Hence it remains to prove that $\la {\mathcal A}\ra$ contains a copy
of the free Burnside group $B(2,n)$.

In order to prove that, we construct a list of defining relations
of the subgroup $\la {\mathcal A}\ra$. As we have pointed out, the
subgroup $\la {\mathcal A}\cup {\mathcal C}\ra=\la {\mathcal A}\ra$ of ${\mathcal
G}$ clearly satisfies all \label{burnsrel} {\em Burnside
relations} of the form $v^n=1$. Thus we can add all Burnside
relations,

\begin{enumerate}
\item[(4)] \label{berrel} $v^n=1$ where $v$ is a word in ${\mathcal A}\cup 
{\mathcal C}$,
\end{enumerate}
to the presentation of group ${\mathcal G}$ without changing the
group.

If Burnside relations were the only relations in ${\mathcal G}$ among
letters from ${\mathcal B}$, the subgroup of ${\mathcal G}$ generated by
${\mathcal B}$ would be isomorphic to the free Burnside group $B(m,n)$,
and that would be the end of the story.

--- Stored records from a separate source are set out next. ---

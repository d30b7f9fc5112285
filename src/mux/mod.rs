//! Terminal-multiplexer seam.
//!
//! The launcher only talks to [`Multiplexer`]; `tmux.rs` is the real CLI
//! transport and tests substitute a recording fake.

mod tmux;

pub use tmux::TmuxMux;

use crate::error::MuxError;
use async_trait::async_trait;
use std::fmt;

/// Opaque window handle as reported by the multiplexer at creation time.
///
/// Submissions target this id rather than the window name, so duplicate
/// names in one session stay unambiguous.
#[derive(Debug, Clone, PartialEq, Eq)]
pub struct WindowId(pub String);

impl fmt::Display for WindowId {
    fn fmt(&self, f: &mut fmt::Formatter<'_>) -> fmt::Result {
        f.write_str(&self.0)
    }
}

/// Session and window operations the launcher needs from a multiplexer.
#[async_trait]
pub trait Multiplexer: Send + Sync {
    /// Create the named session if it does not exist; reuse it when it does.
    async fn ensure_session(&self, session: &str) -> Result<(), MuxError>;

    /// Create a named window in the session and return its id.
    async fn create_window(&self, session: &str, name: &str) -> Result<WindowId, MuxError>;

    /// Type `text` into the window as literal keystrokes, then press Enter.
    /// Fire-and-forget: success means the keystrokes were delivered, not that
    /// the command inside the window succeeded.
    async fn submit_command(&self, window: &WindowId, text: &str) -> Result<(), MuxError>;

    /// Attach the controlling terminal to the session and block until the
    /// user detaches or the session ends.
    async fn attach(&self, session: &str) -> Result<(), MuxError>;
}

Unfortunately there are
many more relations in the subgroup $\la {\mathcal B}\ra$ of ${\mathcal
G}$. Indeed, take any relation $r(y_1,\dots,y_s)$, $y_i\in {\mathcal
C}$, of ${\mathcal G}$. Using $u$-relations (2), we can rewrite it as
$r(u_1,\dots,u_s)=1$ where $u_i\equiv u_{y_i}$. Then using ${\bf
t}$-relations, we can substitute each letter $a_j$ in each $u_i$
by the corresponding letter $b_j\in {\mathcal B}$. This gives us a
relation $r'=1$ which will be called a relation {\em derived} from
the relation $r=1$, and the operator producing derived relations will
be called the \label{rhoop}{\em ${\bf t}$-operator}. We can apply
the ${\bf t}$-operator again and again producing the second,
third, \dots, derivatives $r''=1,r'''=1,\dots$ or $r=1$. We can add
all \label{derrrel}{\em derived relations},

\begin{enumerate}
\item [(5)\label{derrel}] $r'=1, r''=1,\dots$ for all relations
$r\in {\mathcal R}$,
\end{enumerate}
to the presentation of ${\mathcal G}$ without changing ${\mathcal G}$.

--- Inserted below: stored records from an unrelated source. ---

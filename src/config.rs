//! Configuration loading from TOML files and environment variables.
//!
//! Config is loaded in this order of precedence (highest wins):
//! 1. Environment variables (`VCLAUNCH_MODEL`, `VCLAUNCH_CONTEXT_SIZE`)
//! 2. TOML file specified via --config CLI flag
//! 3. ./vclaunch.toml in the current directory
//! 4. $XDG_CONFIG_HOME/vclaunch/vclaunch.toml (or ~/.config/vclaunch/vclaunch.toml)
//! 5. Built-in defaults

use crate::error::ConfigError;
use serde::Deserialize;
use std::path::{Path, PathBuf};

/// Default chat-model file handed to the llama.cpp server, relative to the
/// llama.cpp checkout the LLM window starts in.
pub const DEFAULT_MODEL: &str = "models/Meta-Llama-3.1-8B-Instruct-Q4_K_M.gguf";

/// Default llama.cpp context window size.
pub const DEFAULT_CONTEXT_SIZE: u32 = 8192;

// ---------------------------------------------------------------------------
// Data model
// ---------------------------------------------------------------------------

/// Settings for the LLM inference window, stored under `[llm]`.
#[derive(Debug, Clone, Deserialize, PartialEq, Eq)]
#[serde(default)]
pub struct LlmConfig {
    /// Model file passed to `llama-server -m`. Substituted into the launch
    /// command verbatim; quoting is the operator's problem.
    pub model: String,
    /// Context window size passed to `llama-server -c`.
    pub context_size: u32,
}

impl Default for LlmConfig {
    fn default() -> Self {
        Self {
            model: DEFAULT_MODEL.into(),
            context_size: DEFAULT_CONTEXT_SIZE,
        }
    }
}

/// Top-level runtime configuration.
#[derive(Debug, Clone, Default, PartialEq, Eq)]
pub struct Config {
    pub llm: LlmConfig,
}

/// On-disk layout of `vclaunch.toml`.
#[derive(Debug, Default, Deserialize)]
#[serde(default)]
struct FileConfig {
    llm: LlmConfig,
}

// ---------------------------------------------------------------------------
// Loading
// ---------------------------------------------------------------------------

/// Load configuration from disk and environment.
///
/// `path_override` is an explicit config file path (from --config flag).
pub fn load_config(path_override: Option<&str>) -> Result<Config, ConfigError> {
    load_config_from_sources(
        path_override,
        |path| std::fs::read_to_string(path),
        |name| std::env::var(name).ok(),
        config_root_dir,
    )
}

fn load_config_from_sources<FRead, FEnv, FRoot>(
    path_override: Option<&str>,
    read_file: FRead,
    env_lookup: FEnv,
    config_root: FRoot,
) -> Result<Config, ConfigError>
where
    FRead: Fn(&Path) -> Result<String, std::io::Error>,
    FEnv: Fn(&str) -> Option<String>,
    FRoot: Fn() -> Option<PathBuf>,
{
    let config_text = read_config_text(path_override, &read_file, &config_root)?;
    let parsed: FileConfig = toml::from_str(&config_text)?;
    let mut config = Config { llm: parsed.llm };
    apply_env_overrides(&mut config, &env_lookup)?;
    Ok(config)
}

fn read_config_text<FRead, FRoot>(
    path_override: Option<&str>,
    read_file: &FRead,
    config_root: &FRoot,
) -> Result<String, ConfigError>
where
    FRead: Fn(&Path) -> Result<String, std::io::Error>,
    FRoot: Fn() -> Option<PathBuf>,
{
    if let Some(p) = path_override {
        // An explicit --config path must exist; everything below is optional.
        return Ok(read_file(Path::new(p))?);
    }

    if let Ok(text) = read_file(Path::new("vclaunch.toml")) {
        return Ok(text);
    }
    if let Some(dir) = config_root() {
        let global = dir.join("vclaunch").join("vclaunch.toml");
        if let Ok(text) = read_file(&global) {
            return Ok(text);
        }
    }

    Ok(String::new())
}

fn apply_env_overrides<FEnv>(config: &mut Config, env_lookup: &FEnv) -> Result<(), ConfigError>
where
    FEnv: Fn(&str) -> Option<String>,
{
    if let Some(model) = env_lookup("VCLAUNCH_MODEL") {
        config.llm.model = model;
    }
    if let Some(size) = env_lookup("VCLAUNCH_CONTEXT_SIZE") {
        let parsed = size.parse::<u32>().map_err(|_| {
            ConfigError::Invalid(format!(
                "invalid VCLAUNCH_CONTEXT_SIZE value `{size}`: expected a positive integer"
            ))
        })?;
        config.llm.context_size = parsed;
    }
    Ok(())
}

/// Resolve the root directory that holds per-user config
/// (`$XDG_CONFIG_HOME`, falling back to `~/.config`).
pub fn config_root_dir() -> Option<PathBuf> {
    if let Ok(path) = std::env::var("XDG_CONFIG_HOME") {
        let trimmed = path.trim();
        if !trimmed.is_empty() {
            return Some(PathBuf::from(trimmed));
        }
    }
    dirs::home_dir()
        .map(|home| home.join(".config"))
        .or_else(dirs::config_dir)
}

// ---------------------------------------------------------------------------
// Tests
// ---------------------------------------------------------------------------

Now consider the group $H$ generated by ${\mathcal C}$ subject to the
relations (1) from ${\mathcal R}$, the Burnside relations (4) and the
derived relations (5). (In the paper, this group is denoted by
$H_{kra}(\infty)$.) The structure of the relations of $H$
immediately implies  that $H$ contains subgroups isomorphic to
$B(2,n)$. Thus it is enough to show that the natural map from $H$
to ${\mathcal G}$ is an embedding.

So far our argument was completely generic. We have not used any
specific properties of words $u_y$, and the $S$-machine $\sss$.
Let us explain now (in general terms) what these properties are
and how they come into play.

The idea is to consider two other auxiliary groups. The group
${\mathcal G}_1$ generated by ${\mathcal A}\cup {\mathcal C}$ subject to the
relations (1) from ${\mathcal R}$, $u$-relations (2), the Burnside
relations (4), and the derived relations (5). We are not claiming
so far that ${\mathcal G}_1$ is the subgroup of ${\mathcal G}$ generated
by ${\mathcal A}$ (although it is going to be so). It is clear that
${\mathcal G}_1$ is generated by $\mathcal A$ and is given by relations
(1) and (5) where every letter $y\in{\mathcal C}$ is replaced by the
corresponding word $u_y$ in the alphabet ${\mathcal A}$ plus all
Burnside relations (4) in the alphabet ${\mathcal A}$. Let $L$ be the
normal subgroup of the free Burnside group $B({\mathcal A},n)$ (freely
generated by ${\mathcal A}$) generated as a normal subgroup by all
relators (1) from ${\mathcal R}$ and all derived relators (5) where
letters from ${\mathcal C}$ are replaced by the corresponding words
$u_y$. Then ${\mathcal G}_1$ is isomorphic to $B({\mathcal A},n)/L$.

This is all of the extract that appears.